■ TASK REQUIREMENTS ■
Which lines come from the start of the records through the line that holds "impl fmt::Debug for SessionCookie"? Write them out word for word.

■ DATA SUPPLIED ■
──────

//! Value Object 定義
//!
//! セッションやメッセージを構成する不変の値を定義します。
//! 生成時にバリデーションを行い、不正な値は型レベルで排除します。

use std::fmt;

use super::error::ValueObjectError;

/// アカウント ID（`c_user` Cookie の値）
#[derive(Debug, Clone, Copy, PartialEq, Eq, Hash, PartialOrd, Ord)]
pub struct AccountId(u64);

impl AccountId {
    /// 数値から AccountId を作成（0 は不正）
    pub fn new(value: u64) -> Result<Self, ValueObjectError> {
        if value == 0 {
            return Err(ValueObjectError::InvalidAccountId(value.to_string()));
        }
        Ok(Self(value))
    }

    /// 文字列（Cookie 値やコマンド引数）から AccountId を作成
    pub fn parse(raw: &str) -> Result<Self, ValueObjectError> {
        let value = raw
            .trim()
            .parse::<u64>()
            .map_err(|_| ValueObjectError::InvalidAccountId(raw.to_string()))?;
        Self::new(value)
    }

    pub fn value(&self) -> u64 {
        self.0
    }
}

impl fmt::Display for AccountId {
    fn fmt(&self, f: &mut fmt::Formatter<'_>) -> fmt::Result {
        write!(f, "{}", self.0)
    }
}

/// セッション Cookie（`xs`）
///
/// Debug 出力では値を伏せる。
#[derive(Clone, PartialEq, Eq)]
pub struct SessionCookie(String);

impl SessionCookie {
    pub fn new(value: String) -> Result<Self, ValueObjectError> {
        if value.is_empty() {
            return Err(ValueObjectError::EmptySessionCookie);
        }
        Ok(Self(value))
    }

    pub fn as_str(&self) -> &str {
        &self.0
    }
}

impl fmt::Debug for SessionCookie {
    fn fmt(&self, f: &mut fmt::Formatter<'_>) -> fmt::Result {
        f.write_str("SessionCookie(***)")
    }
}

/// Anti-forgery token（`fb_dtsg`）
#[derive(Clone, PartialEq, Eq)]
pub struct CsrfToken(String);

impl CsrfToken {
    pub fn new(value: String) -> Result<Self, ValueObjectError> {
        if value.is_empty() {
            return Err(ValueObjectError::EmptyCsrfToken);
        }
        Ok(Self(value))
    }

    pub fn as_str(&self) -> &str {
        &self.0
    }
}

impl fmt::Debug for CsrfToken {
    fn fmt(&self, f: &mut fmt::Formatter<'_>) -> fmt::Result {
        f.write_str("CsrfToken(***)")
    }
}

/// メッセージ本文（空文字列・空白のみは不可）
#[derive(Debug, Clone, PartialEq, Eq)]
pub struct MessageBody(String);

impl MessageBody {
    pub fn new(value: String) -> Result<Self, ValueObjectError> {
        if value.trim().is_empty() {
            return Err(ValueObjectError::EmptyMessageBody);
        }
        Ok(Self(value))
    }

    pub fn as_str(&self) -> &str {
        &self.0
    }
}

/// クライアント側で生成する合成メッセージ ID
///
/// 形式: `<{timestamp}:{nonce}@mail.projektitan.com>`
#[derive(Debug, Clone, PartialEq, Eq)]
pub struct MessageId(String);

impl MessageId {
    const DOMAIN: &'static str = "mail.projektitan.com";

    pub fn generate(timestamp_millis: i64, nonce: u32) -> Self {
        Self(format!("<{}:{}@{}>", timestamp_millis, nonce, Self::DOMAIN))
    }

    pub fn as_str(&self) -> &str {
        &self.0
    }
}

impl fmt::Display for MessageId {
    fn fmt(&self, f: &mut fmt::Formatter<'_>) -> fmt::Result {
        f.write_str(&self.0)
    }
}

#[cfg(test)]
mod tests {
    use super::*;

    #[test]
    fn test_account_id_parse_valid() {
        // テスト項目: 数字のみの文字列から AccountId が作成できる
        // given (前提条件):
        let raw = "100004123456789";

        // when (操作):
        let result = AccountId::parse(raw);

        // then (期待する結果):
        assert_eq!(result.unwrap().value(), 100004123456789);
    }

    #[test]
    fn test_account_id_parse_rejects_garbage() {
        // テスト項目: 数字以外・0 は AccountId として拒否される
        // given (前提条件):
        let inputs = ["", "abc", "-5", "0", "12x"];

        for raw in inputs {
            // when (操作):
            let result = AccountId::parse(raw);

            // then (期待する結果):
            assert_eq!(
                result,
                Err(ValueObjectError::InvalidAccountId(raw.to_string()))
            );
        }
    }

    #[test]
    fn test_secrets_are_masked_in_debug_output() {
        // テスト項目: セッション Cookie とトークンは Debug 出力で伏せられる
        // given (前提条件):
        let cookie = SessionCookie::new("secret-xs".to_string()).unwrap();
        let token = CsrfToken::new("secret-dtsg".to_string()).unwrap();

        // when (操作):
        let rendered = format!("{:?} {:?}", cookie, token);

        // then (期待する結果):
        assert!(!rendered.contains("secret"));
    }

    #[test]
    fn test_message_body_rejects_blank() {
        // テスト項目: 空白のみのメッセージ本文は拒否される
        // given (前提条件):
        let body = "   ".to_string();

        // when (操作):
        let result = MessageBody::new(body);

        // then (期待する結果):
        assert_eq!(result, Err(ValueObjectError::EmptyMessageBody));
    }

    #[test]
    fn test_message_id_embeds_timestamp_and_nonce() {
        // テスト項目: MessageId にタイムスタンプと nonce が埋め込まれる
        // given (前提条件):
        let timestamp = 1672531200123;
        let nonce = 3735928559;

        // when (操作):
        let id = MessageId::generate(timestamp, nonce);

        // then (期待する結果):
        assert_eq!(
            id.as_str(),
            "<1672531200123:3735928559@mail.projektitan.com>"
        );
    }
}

──────

■ TASK RESULT ■
//! Value Object 定義
//!
//! セッションやメッセージを構成する不変の値を定義します。
//! 生成時にバリデーションを行い、不正な値は型レベルで排除します。

use std::fmt;

use super::error::ValueObjectError;

/// アカウント ID（`c_user` Cookie の値）
#[derive(Debug, Clone, Copy, PartialEq, Eq, Hash, PartialOrd, Ord)]
pub struct AccountId(u64);

impl AccountId {
    /// 数値から AccountId を作成（0 は不正）
    pub fn new(value: u64) -> Result<Self, ValueObjectError> {
        if value == 0 {
            return Err(ValueObjectError::InvalidAccountId(value.to_string()));
        }
        Ok(Self(value))
    }

    /// 文字列（Cookie 値やコマンド引数）から AccountId を作成
    pub fn parse(raw: &str) -> Result<Self, ValueObjectError> {
        let value = raw
            .trim()
            .parse::<u64>()
            .map_err(|_| ValueObjectError::InvalidAccountId(raw.to_string()))?;
        Self::new(value)
    }

    pub fn value(&self) -> u64 {
        self.0
    }
}

impl fmt::Display for AccountId {
    fn fmt(&self, f: &mut fmt::Formatter<'_>) -> fmt::Result {
        write!(f, "{}", self.0)
    }
}

/// セッション Cookie（`xs`）
///
/// Debug 出力では値を伏せる。
#[derive(Clone, PartialEq, Eq)]
pub struct SessionCookie(String);

impl SessionCookie {
    pub fn new(value: String) -> Result<Self, ValueObjectError> {
        if value.is_empty() {
            return Err(ValueObjectError::EmptySessionCookie);
        }
        Ok(Self(value))
    }

    pub fn as_str(&self) -> &str {
        &self.0
    }
}

impl fmt::Debug for SessionCookie {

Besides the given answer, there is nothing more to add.